Erik Biørn, Simen Gaure, Simen Markussen and Knut Røed absenteeism in Norway has notably increased in the past two decades. Nowadays, 6.5% of hours are lost, and this despite better health and no change in the legal or policy environment. Studying this requires excellent data, which is not available. The authors use data on long-term (more than 16 days) absentees, which should help uncover part of the story. They find that absenteeism rises with age, except for a hump for women in their twenties (pregnancies?), which should not be a surprise. Once adjusted for age, they also find that absenteeism has increased within individuals, and this even more than in aggregate. This means that the aggregate outcome is not due to new and lazy cohorts. Also, workers that had higher tendencies towards being absent have been sorted out of the labor force. Unless the short-term absentees dramatically reverse these results, the puzzle about this rise in absenteeism remains.

Are New Economic Geography models any good?

The New Economic Geography Model pioneered by Paul Krugman has revolutionized our thinking about the location of factors of production, yet there has so far been little empirical support for this theory. Empirical tests suffer from massive endogeneity problems, and simulations seem to replicate very poorly the data, in part because they use very sparsely the data. But combining both approaches coax out their advantages while not revealing too many of their disadvantages. One attempt was by Kristian Behrens, Giordano Mion, Yasusada Murata and Jens Südekum, who estimate a structural model and then simulate border effects.

Eckhardt Bode and Jan Mutl take a somewhat different approach. They take a fully specified structural model, take a Taylor expansion around the empirical steady-state, and then estimate the resulting reduced form. And the model is soundly rejected on US county data, mostly because migration does not vary in the way the model would want. Not imposing theoretical restrictions improves the estimates considerably, which is not reassuring.

Does this mean the NEG models can be dumped now? Not yet. They still gives us good insight, and if they fail on migration, they appear to be holding rather well with regard to the links between wages and good prices. And the empirical methods can certainly be improved, especially regarding spatial autoregression.

My jaw drops at all the jaw dropping

Narayana Kocherlakota, President of the Federal Reserve Bank of Minneapolis with a previous life as a prominent economic theorist, made a statement a few days ago that raised a surprising amount of controversy on the blogosphere. He said:

Long-run monetary neutrality is an uncontroversial, simple, but nonetheless profound proposition. In particular, it implies that if the FOMC maintains the fed funds rate at its current level of 0-25 basis points for too long, both anticipated and actual inflation have to become negative.
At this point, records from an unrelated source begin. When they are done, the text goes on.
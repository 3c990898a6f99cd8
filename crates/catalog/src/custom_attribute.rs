use storefront_core::{guard, AggregateRoot, DomainError, DomainResult};
use storefront_events::DomainEvent;

use crate::events::{CatalogDomainEvent, CatalogEvent};
use crate::ids::CustomAttributeId;

/// Aggregate root: a merchant-defined product attribute (e.g. "Weight").
#[derive(Debug, Clone, PartialEq, Eq)]
pub struct CustomAttribute {
    id: CustomAttributeId,
    name: String,
    data_type: String,
    unit_of_measure: Option<String>,
    deleted: bool,
    pending_events: Vec<CatalogDomainEvent>,
}

impl CustomAttribute {
    pub fn create(name: impl Into<String>, data_type: impl Into<String>) -> DomainResult<Self> {
        let name = name.into();
        let data_type = data_type.into();
        guard::non_empty("name", &name)?;
        guard::non_empty("data type", &data_type)?;

        Ok(Self {
            id: CustomAttributeId::generate(),
            name,
            data_type,
            unit_of_measure: None,
            deleted: false,
            pending_events: Vec::new(),
        })
    }

    pub fn id_typed(&self) -> CustomAttributeId {
        self.id
    }

    pub fn name(&self) -> &str {
        &self.name
    }

    pub fn data_type(&self) -> &str {
        &self.data_type
    }

    pub fn unit_of_measure(&self) -> Option<&str> {
        self.unit_of_measure.as_deref()
    }

    pub fn is_deleted(&self) -> bool {
        self.deleted
    }

    pub fn pending_events(&self) -> &[CatalogDomainEvent] {
        &self.pending_events
    }

    pub fn take_events(&mut self) -> Vec<CatalogDomainEvent> {
        std::mem::take(&mut self.pending_events)
    }

    pub fn change_name(&mut self, name: impl Into<String>) -> DomainResult<()> {
        let name = name.into();
        guard::non_empty("name", &name)?;
        self.name = name;
        Ok(())
    }

    pub fn change_data_type(&mut self, data_type: impl Into<String>) -> DomainResult<()> {
        let data_type = data_type.into();
        guard::non_empty("data type", &data_type)?;
        self.data_type = data_type;
        Ok(())
    }

    /// Set the unit of measure and fire `CustomAttributeUnitOfMeasureSet`.
    pub fn set_unit_of_measure(&mut self, unit_of_measure: impl Into<String>) -> DomainResult<()> {
        let unit_of_measure = unit_of_measure.into();
        guard::non_empty("unit of measure", &unit_of_measure)?;
        self.unit_of_measure = Some(unit_of_measure.clone());
        self.pending_events.push(DomainEvent::new(
            CatalogEvent::custom_attribute_unit_of_measure_set(self.id, unit_of_measure),
        ));
        Ok(())
    }

    pub fn delete(&mut self) -> DomainResult<()> {
        if self.deleted {
            return Err(DomainError::invalid_state("the attribute is already deleted"));
        }
        self.deleted = true;
        Ok(())
    }

    pub fn restore(&mut self) -> DomainResult<()> {
        if !self.deleted {
            return Err(DomainError::invalid_state("the attribute is not deleted"));
        }
        self.deleted = false;
        Ok(())
    }
}

impl AggregateRoot for CustomAttribute {
    type Id = CustomAttributeId;

    const ENTITY_TYPE: &'static str = "catalog.custom_attribute";

    fn id(&self) -> &Self::Id {
        &self.id
    }
}
//! Tracing/logging initialization.

use tracing_subscriber::EnvFilter;

use crate::config::{LogFormat, ObservabilityConfig};

/// Initialize tracing/logging from the process environment.
///
/// Safe to call multiple times (subsequent calls are no-ops).
pub fn init() {
    init_with(&ObservabilityConfig::from_env());
}

/// Initialize tracing/logging from an explicit configuration.
///
/// Returns `false` when a global subscriber was already installed.
pub fn init_with(config: &ObservabilityConfig) -> bool {
    let filter = EnvFilter::try_new(&config.filter).unwrap_or_else(|_| EnvFilter::new("info"));

    let builder = tracing_subscriber::fmt()
        .with_env_filter(filter)
        .with_timer(tracing_subscriber::fmt::time::SystemTime)
        .with_target(false);

    match config.format {
        LogFormat::Json => builder.json().try_init().is_ok(),
        LogFormat::Pretty => builder.pretty().try_init().is_ok(),
    }
}

#[cfg(test)]
mod tests {
    use super::*;

    #[test]
    fn second_init_is_a_no_op() {
        let config = ObservabilityConfig {
            filter: "not a valid [filter".to_string(),
            format: LogFormat::Pretty,
        };
        // The first call may lose to another test in this binary; the second
        // must always find a subscriber installed.
        let _ = init_with(&config);
        assert!(!init_with(&ObservabilityConfig::default()));
        tracing::info!("still logging after repeated init");
    }
}
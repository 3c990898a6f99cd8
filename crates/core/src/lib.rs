//! `storefront-core` — domain foundation building blocks.
//!
//! This crate contains **pure domain** primitives (no infrastructure concerns).

pub mod aggregate;
pub mod entity;
pub mod error;
pub mod guard;
pub mod id;
pub mod value_object;

pub use aggregate::AggregateRoot;
pub use entity::Entity;
pub use error::{DomainError, DomainResult};
pub use id::AggregateId;
pub use value_object::ValueObject;
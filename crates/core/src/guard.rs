//! Argument guards shared by the aggregates.

use crate::error::{DomainError, DomainResult};

/// Reject an empty string argument.
///
/// Only the zero-length string is rejected; whitespace is accepted as-is.
/// `field` names the argument in the error message.
pub fn non_empty(field: &str, value: &str) -> DomainResult<()> {
    if value.is_empty() {
        return Err(DomainError::invalid_argument(format!("{field} cannot be empty")));
    }
    Ok(())
}
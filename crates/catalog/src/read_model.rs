//! Read-model query shaping for tier prices.
//!
//! Nothing here executes a query. `TierPriceFilter` is a predicate value a
//! query engine can translate; `TierPriceQueryExt` applies the same predicate
//! to any in-memory sequence.

use std::borrow::Borrow;

use serde::{Deserialize, Serialize};

use crate::ids::ProductId;
use crate::tier_price::TierPrice;

/// Filter criteria for tier-price queries.
#[derive(Debug, Clone, Copy, Default, PartialEq, Eq, Serialize, Deserialize)]
pub struct TierPriceFilter {
    /// Restrict to tiers of this product (optional).
    pub product_id: Option<ProductId>,
}

impl TierPriceFilter {
    pub fn by_product(product_id: ProductId) -> Self {
        Self {
            product_id: Some(product_id),
        }
    }

    pub fn matches(&self, tier_price: &TierPrice) -> bool {
        self.product_id
            .is_none_or(|product_id| tier_price.product_id() == product_id)
    }
}

/// Query helpers over sequences of tier prices (owned or borrowed).
pub trait TierPriceQueryExt: Iterator + Sized
where
    Self::Item: Borrow<TierPrice>,
{
    /// Items matching `filter`, in source order.
    fn matching(self, filter: TierPriceFilter) -> impl Iterator<Item = Self::Item> {
        self.filter(move |t| filter.matches(<Self::Item as Borrow<TierPrice>>::borrow(t)))
    }

    /// Tiers whose product id equals `product_id`, in source order.
    fn by_product(self, product_id: ProductId) -> impl Iterator<Item = Self::Item> {
        self.matching(TierPriceFilter::by_product(product_id))
    }
}

impl<I> TierPriceQueryExt for I
where
    I: Iterator,
    I::Item: Borrow<TierPrice>,
{
}

#[cfg(test)]
mod tests {
    use super::*;
    use proptest::prelude::*;

    fn tier(product_id: ProductId, from: u32) -> TierPrice {
        TierPrice::new(product_id, from, from + 9, 100)
    }

    #[test]
    fn by_product_on_empty_sequence() {
        let empty: Vec<TierPrice> = Vec::new();
        assert_eq!(empty.iter().by_product(ProductId::generate()).count(), 0);
    }

    #[test]
    fn by_product_keeps_source_order() {
        let (a, b) = (ProductId::generate(), ProductId::generate());
        let tiers = vec![tier(a, 1), tier(b, 1), tier(a, 10), tier(b, 10), tier(a, 20)];

        let froms: Vec<u32> = tiers.iter().by_product(a).map(TierPrice::from_quantity).collect();
        assert_eq!(froms, vec![1, 10, 20]);

        let owned: Vec<TierPrice> = tiers.clone().into_iter().by_product(b).collect();
        assert_eq!(owned, vec![tiers[1].clone(), tiers[3].clone()]);
    }

    #[test]
    fn default_filter_matches_everything() {
        let t = tier(ProductId::generate(), 1);
        assert!(TierPriceFilter::default().matches(&t));
        assert!(!TierPriceFilter::by_product(ProductId::generate()).matches(&t));
    }

    proptest! {
        /// Property: by_product returns exactly the order-preserving subsequence
        /// whose product id matches.
        #[test]
        fn by_product_is_an_ordered_subsequence(picks in proptest::collection::vec(0usize..3, 0..40)) {
            let products = [ProductId::generate(), ProductId::generate(), ProductId::generate()];
            let tiers: Vec<TierPrice> = picks
                .iter()
                .enumerate()
                .map(|(i, p)| tier(products[*p], i as u32 + 1))
                .collect();

            let target = products[0];
            let expected: Vec<&TierPrice> = tiers.iter().filter(|t| t.product_id() == target).collect();
            let actual: Vec<&TierPrice> = tiers.iter().by_product(target).collect();
            prop_assert_eq!(actual, expected);
        }
    }
}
Why? It’s simple arithmetic. Let’s say that the real rate of return on safe investments is 1 percent and we need to add an amount of anticipated inflation that will result in a fed funds rate of 0.25 percent. The only way to get that is to add a negative number—in this case, –0.75 percent.
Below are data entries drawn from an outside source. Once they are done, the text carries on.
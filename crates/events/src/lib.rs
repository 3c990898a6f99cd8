//! Domain events: payload capability trait, fired-event envelope, and the
//! append-only log boundary the catalog hands events to.

pub mod envelope;
pub mod event;
pub mod in_memory_log;
pub mod log;

pub use envelope::DomainEvent;
pub use event::Event;
pub use in_memory_log::InMemoryEventLog;
pub use log::{EventLog, EventLogError};
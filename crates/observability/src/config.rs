//! Logging configuration, read from the process environment.

use core::str::FromStr;

use serde::Deserialize;
use thiserror::Error;

/// Environment variable selecting the log output format.
pub const LOG_FORMAT_ENV: &str = "STOREFRONT_LOG_FORMAT";

/// Environment variable holding the `EnvFilter` directives.
pub const LOG_FILTER_ENV: &str = "RUST_LOG";

const DEFAULT_FILTER: &str = "info";

#[derive(Debug, Error, Clone, PartialEq, Eq)]
pub enum ConfigError {
    #[error("unknown log format: {0} (expected \"json\" or \"pretty\")")]
    UnknownLogFormat(String),
}

/// Log output format.
#[derive(Debug, Clone, Copy, Default, PartialEq, Eq, Deserialize)]
#[serde(rename_all = "lowercase")]
pub enum LogFormat {
    #[default]
    Json,
    Pretty,
}

impl FromStr for LogFormat {
    type Err = ConfigError;

    fn from_str(s: &str) -> Result<Self, Self::Err> {
        match s.trim().to_ascii_lowercase().as_str() {
            "json" => Ok(LogFormat::Json),
            "pretty" => Ok(LogFormat::Pretty),
            other => Err(ConfigError::UnknownLogFormat(other.to_string())),
        }
    }
}

#[derive(Debug, Clone, PartialEq, Eq, Deserialize)]
pub struct ObservabilityConfig {
    /// `EnvFilter` directives (e.g. "info,storefront_catalog=debug").
    pub filter: String,
    pub format: LogFormat,
}

impl Default for ObservabilityConfig {
    fn default() -> Self {
        Self {
            filter: DEFAULT_FILTER.to_string(),
            format: LogFormat::default(),
        }
    }
}

impl ObservabilityConfig {
    /// Read `RUST_LOG` and `STOREFRONT_LOG_FORMAT`.
    ///
    /// Missing values fall back to the defaults; an unrecognised format falls
    /// back to JSON.
    pub fn from_env() -> Self {
        Self::from_lookup(|key| std::env::var(key).ok())
    }

    /// Same as [`from_env`](Self::from_env) with an injectable variable source.
    pub fn from_lookup(lookup: impl Fn(&str) -> Option<String>) -> Self {
        let filter = lookup(LOG_FILTER_ENV)
            .filter(|f| !f.trim().is_empty())
            .unwrap_or_else(|| DEFAULT_FILTER.to_string());
        let format = lookup(LOG_FORMAT_ENV)
            .and_then(|f| f.parse().ok())
            .unwrap_or_default();

        Self { filter, format }
    }
}
//! Value object trait: equality by value, not identity.

/// Marker trait for value objects.
///
/// Value objects have no identity and are compared by their attribute values.
/// They are immutable: to "change" one, build a new one and hand it to the
/// owning aggregate (e.g. a brand's logo or SEO metadata).
pub trait ValueObject: Clone + PartialEq + core::fmt::Debug {}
To sum up, over the long run, a low fed funds rate must lead to consistent—but low—levels of deflation.

This lead a few bloggers to questions his sanity: Employment, Interest and Money (I), Angry Bear (I), Economist's View (I, II, III), Nick Rowe (I, II), and even Paul Krugman (I). Surprisingly, Kocherlakota has few defenders: Steve Williamson (I) and only a few comments in the posts mentioned above.

Kocherlakota is clearly taking about a long run. And if the Fed wants to maintain low nominal interest rates, it can only do so, again this is a steady state, by have a negative inflation rate. This is not only the Fisher equation, but also the result of countless monetary models whose optimal monetary policies are the Friedman rule. In fact it is damn difficult to avoid the Friedman rule even in models with price rigidities. And remember, Kocherlakota was taking about the long run, and in the long run, money in neutral. Not superneutral, though, as the Friedman rule shows.